Work instruction:
Read the lines below and count those that have the word "normalized". Respond with the number only.

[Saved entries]
----------
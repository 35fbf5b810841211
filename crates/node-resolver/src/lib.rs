//! Node Resolver - Demand-driven resolution of node graphs
//!
//! This crate evaluates node-based programs as built by a visual editor: a
//! graph of typed nodes whose ports are wired together. Resolution starts at
//! one or more root nodes and pulls values backward through the connections,
//! so only what a root needs is computed. It supports:
//!
//! - Per-pass memoization (shared upstream nodes resolve once)
//! - Configurable cycle handling (prevent, warn, allow with a loop ceiling)
//! - Dynamic port lists computed from a node's data, connections and context
//! - An opaque, host-defined context threaded to every callback
//!
//! # Architecture
//!
//! - `NodeGraph`: the serializable graph, keyed by node id
//! - `NodeTypeCatalog` / `PortTypeCatalog`: what node and port types exist
//! - `RootEngine`: runs resolution passes; holds no per-pass state
//! - `EventSink`: generic event streaming for hosts and tests
//!
//! # Example
//!
//! ```ignore
//! use node_resolver::{GraphBuilder, ResolveContext, ResolveOptions, RootEngine};
//!
//! let graph = GraphBuilder::new()
//!     .add_node("a", "number")
//!     .with_data("number", "number", json!(2))
//!     .add_root("out", "output")
//!     .connect("a", "number", "out", "value")
//!     .build();
//!
//! let engine = RootEngine::with_builtins();
//! let options = ResolveOptions::default();
//! let inputs = engine.resolve_root_node(&graph, &options, &ResolveContext::new())?;
//! ```

pub mod builder;
pub mod catalog;
pub mod context;
pub mod descriptor;
pub mod diagnostics;
pub mod engine;
pub mod error;
pub mod events;
pub mod ports;
pub mod types;
pub mod validation;

// Re-export key types
pub use builder::GraphBuilder;
pub use catalog::{
    CallbackResolver, NodeResolver, NodeTypeCatalog, NodeTypeDefinition, PortBuilderFn, PortList,
};
pub use context::ResolveContext;
pub use descriptor::{DescriptorFn, NodeDescriptor, PortTypeFn};
pub use diagnostics::Diagnostic;
pub use engine::{
    resolve, root_node_ids, Resolution, ResolveOptions, RootEngine, DEFAULT_MAX_LOOPS,
};
pub use error::{ResolveError, Result};
pub use events::{EventError, EventSink, NullEventSink, ResolveEvent, VecEventSink};
pub use ports::{
    Control, ControlPortResolver, ControlType, FnPortResolver, Port, PortResolver,
    PortTypeCatalog, PortTypeDefinition, SelectOption,
};
pub use types::{
    CircularBehavior, Connection, ConnectionMap, Connections, ControlData, GraphNode, InputData,
    InputValues, NodeGraph, NodeId, OutputValues, PortName,
};
pub use validation::{validate_graph, would_create_cycle, ValidationError};
impl Control {
    fn new(
        control_type: ControlType,
        name: impl Into<String>,
        label: impl Into<String>,
        default_value: Value,
    ) -> Self {
        Self {
            control_type,
            name: name.into(),
            label: label.into(),
            default_value,
            options: Vec::new(),
        }
    }

    pub fn text(
        name: impl Into<String>,
        label: impl Into<String>,
        default_value: impl Into<String>,
    ) -> Self {
        Self::new(ControlType::Text, name, label, Value::String(default_value.into()))
    }

    pub fn number(name: impl Into<String>, label: impl Into<String>, default_value: f64) -> Self {
        Self::new(ControlType::Number, name, label, serde_json::json!(default_value))
    }

    pub fn checkbox(
        name: impl Into<String>,
        label: impl Into<String>,
        default_value: bool,
    ) -> Self {
        Self::new(ControlType::Checkbox, name, label, Value::Bool(default_value))
    }

    pub fn select(
        name: impl Into<String>,
        label: impl Into<String>,
        options: Vec<SelectOption>,
        default_value: impl Into<String>,
    ) -> Self {
        let default_value = Value::String(default_value.into());
        let mut control = Self::new(ControlType::Select, name, label, default_value);
        control.options = options;
        control
    }

    pub fn multiselect(
        name: impl Into<String>,
        label: impl Into<String>,
        options: Vec<SelectOption>,
        default_value: Vec<String>,
    ) -> Self {
        let default_value = serde_json::json!(default_value);
        let mut control = Self::new(ControlType::Multiselect, name, label, default_value);
        control.options = options;
        control
    }

    pub fn custom(name: impl Into<String>, label: impl Into<String>, default_value: Value) -> Self {
        Self::new(ControlType::Custom, name, label, default_value)
    }

    fn is_option(&self, value: &str) -> bool {
        self.options.is_empty() || self.options.iter().any(|o| o.value == value)
    }

    /// Validate a raw control value, falling back to the default
    pub fn normalize(&self, raw: Option<&Value>) -> Value {
        let normalized = match (self.control_type, raw) {
            (_, None) | (_, Some(Value::Null)) => None,
            (ControlType::Text, Some(Value::String(s))) => Some(Value::String(s.clone())),
            (ControlType::Number, Some(Value::Number(n))) => Some(Value::Number(n.clone())),
            (ControlType::Number, Some(Value::String(s))) => s
                .trim()
                .parse::<f64>()
                .ok()
                .and_then(serde_json::Number::from_f64)
                .map(Value::Number),
            (ControlType::Checkbox, Some(Value::Bool(b))) => Some(Value::Bool(*b)),
            (ControlType::Select, Some(Value::String(s))) if self.is_option(s) => {
                Some(Value::String(s.clone()))
            }
            (ControlType::Multiselect, Some(Value::Array(items))) => Some(Value::Array(
                items
                    .iter()
                    .filter(|v| v.as_str().is_some_and(|s| self.is_option(s)))
                    .cloned()
                    .collect(),
            )),
            (ControlType::Custom, Some(v)) => Some(v.clone()),
            _ => None,
        };
        normalized.unwrap_or_else(|| self.default_value.clone())
    }
}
----------
Answer area:
2